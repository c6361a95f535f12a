//! L1 signal ranges and the validated range set.
//!
//! A [`Range`] is a closed Manhattan-distance ball on the integer lattice.
//! The [`RangeSet`] owns the full collection and answers the one geometric
//! query the search needs: how many ranges reach into an axis-aligned box.

use glam::I64Vec3;
use rayon::prelude::*;

use crate::error::InputError;

/// Set size at which box-intersection counting switches to rayon.
///
/// Below this the sequential scan wins; the fork/join overhead is larger
/// than the whole predicate pass on puzzle-scale sets.
pub const PARALLEL_CUTOVER: usize = 4096;

/// Manhattan (L1) distance between two lattice points.
#[inline]
pub fn manhattan(a: I64Vec3, b: I64Vec3) -> i64 {
  let d = (a - b).abs();
  d.x + d.y + d.z
}

/// A closed L1 ball: every lattice point within `radius` of `center`.
///
/// Radius 0 is a valid single-point range. Negative radii are representable
/// but rejected by [`RangeSet::new`] before any search runs.
#[derive(Clone, Copy, Debug, PartialEq, Eq, Hash)]
pub struct Range {
  /// Ball center.
  pub center: I64Vec3,
  /// Coverage reach in Manhattan distance.
  pub radius: i64,
}

impl Range {
  pub fn new(center: I64Vec3, radius: i64) -> Self {
    Self { center, radius }
  }

  /// True when `point` lies inside this range (boundary included).
  #[inline]
  pub fn covers(&self, point: I64Vec3) -> bool {
    manhattan(self.center, point) <= self.radius
  }

  /// True when this range covers at least one lattice point of the closed
  /// box `[lo, hi]`.
  ///
  /// Clamping the center into the box yields the box point nearest to the
  /// center under L1, so one distance test decides intersection exactly.
  #[inline]
  pub fn reaches_box(&self, lo: I64Vec3, hi: I64Vec3) -> bool {
    manhattan(self.center.clamp(lo, hi), self.center) <= self.radius
  }

  /// Largest absolute coordinate this range can reach on any axis.
  #[inline]
  pub fn reach(&self) -> i64 {
    self.center.abs().max_element() + self.radius
  }
}

/// The validated, immutable collection of ranges a search runs against.
///
/// Construction rejects empty sets and negative radii, so every consumer
/// can rely on at least one well-formed range being present.
#[derive(Clone, Debug, PartialEq, Eq)]
pub struct RangeSet {
  ranges: Vec<Range>,
}

impl RangeSet {
  /// Validates and wraps a collection of ranges.
  pub fn new(ranges: Vec<Range>) -> Result<Self, InputError> {
    if ranges.is_empty() {
      return Err(InputError::EmptySet);
    }
    if let Some((index, range)) = ranges.iter().enumerate().find(|(_, r)| r.radius < 0) {
      return Err(InputError::NegativeRadius {
        index,
        radius: range.radius,
      });
    }
    Ok(Self { ranges })
  }

  pub fn len(&self) -> usize {
    self.ranges.len()
  }

  /// Always false: the constructor rejects empty sets.
  pub fn is_empty(&self) -> bool {
    self.ranges.is_empty()
  }

  pub fn ranges(&self) -> &[Range] {
    &self.ranges
  }

  /// How many ranges cover at least one lattice point of the closed box
  /// `[lo, hi]`.
  ///
  /// The scan is embarrassingly parallel and order-independent, so the
  /// rayon path above [`PARALLEL_CUTOVER`] returns exactly the sequential
  /// count.
  pub fn count_intersecting_box(&self, lo: I64Vec3, hi: I64Vec3) -> usize {
    debug_assert!(
      lo.cmple(hi).all(),
      "box corners must be ordered: lo {lo}, hi {hi}"
    );
    if self.ranges.len() >= PARALLEL_CUTOVER {
      self
        .ranges
        .par_iter()
        .filter(|range| range.reaches_box(lo, hi))
        .count()
    } else {
      self
        .ranges
        .iter()
        .filter(|range| range.reaches_box(lo, hi))
        .count()
    }
  }

  /// The range with the largest radius. Ties keep the earliest record, so
  /// the answer is stable across runs.
  pub fn strongest(&self) -> Range {
    let mut best = self.ranges[0];
    for range in &self.ranges[1..] {
      if range.radius > best.radius {
        best = *range;
      }
    }
    best
  }

  /// How many range centers the strongest range covers (its own included).
  pub fn coverage_of_strongest(&self) -> usize {
    let strongest = self.strongest();
    self
      .ranges
      .iter()
      .filter(|range| strongest.covers(range.center))
      .count()
  }

  /// Largest absolute coordinate any range can reach on any axis. Seeds
  /// the root tile bound.
  pub fn max_reach(&self) -> i64 {
    self
      .ranges
      .iter()
      .map(Range::reach)
      .max()
      .unwrap_or(0)
  }
}

#[cfg(test)]
#[path = "range_test.rs"]
mod range_test;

__PROBLEM DESCRIPTION__. Write out exactly the lines above between the line with "range (boundary included)." and the line with "nearest to the", inclusive, and nothing beyond them.

__WRITTEN SOLUTION__.
  /// True when `point` lies inside this range (boundary included).
  #[inline]
  pub fn covers(&self, point: I64Vec3) -> bool {
    manhattan(self.center, point) <= self.radius
  }

  /// True when this range covers at least one lattice point of the closed
  /// box `[lo, hi]`.
  ///
  /// Clamping the center into the box yields the box point nearest to the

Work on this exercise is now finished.